*WHAT YOU WILL DO*. An exact retyping of every record is required.
*** EXTRACTED ENTRIES Section Begins ***
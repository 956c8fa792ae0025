pub mod error;
pub mod gemini;
pub mod json;
pub mod policy;

#[derive(Debug, Clone, Copy)]
pub enum Provider {
    Gemini,
    OpenRouter,
}

/// One text-generation attempt against a specific model.
#[derive(Debug, Clone)]
pub struct GenerateRequest {
    pub model: String,
    pub prompt: String,
    /// Ask the provider for a JSON-only response (planner and refiner);
    /// synthesis wants prose and leaves this off.
    pub json_output: bool,
}

#[async_trait::async_trait]
pub trait TextModel: Send + Sync {
    fn provider(&self) -> Provider;

    async fn generate(&self, req: GenerateRequest) -> anyhow::Result<String>;
}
*** EXTRACTED ENTRIES Section Ends ***
*WRITTEN SOLUTION*.
repository 956c8fa792ae0025
pub mod error;
pub mod gemini;
pub mod json;
pub mod policy;

#[derive(Debug, Clone, Copy)]
pub enum Provider {
    Gemini,
    OpenRouter,
}

/// One text-generation attempt against a specific model.
#[derive(Debug, Clone)]
pub struct GenerateRequest {
    pub model: String,
    pub prompt: String,
    /// Ask the provider for a JSON-only response (planner and refiner);
    /// synthesis wants prose and leaves this off.
    pub json_output: bool,
}

#[async_trait::async_trait]
pub trait TextModel: Send + Sync {
    fn provider(&self) -> Provider;

    async fn generate(&self, req: GenerateRequest) -> anyhow::Result<String>;
}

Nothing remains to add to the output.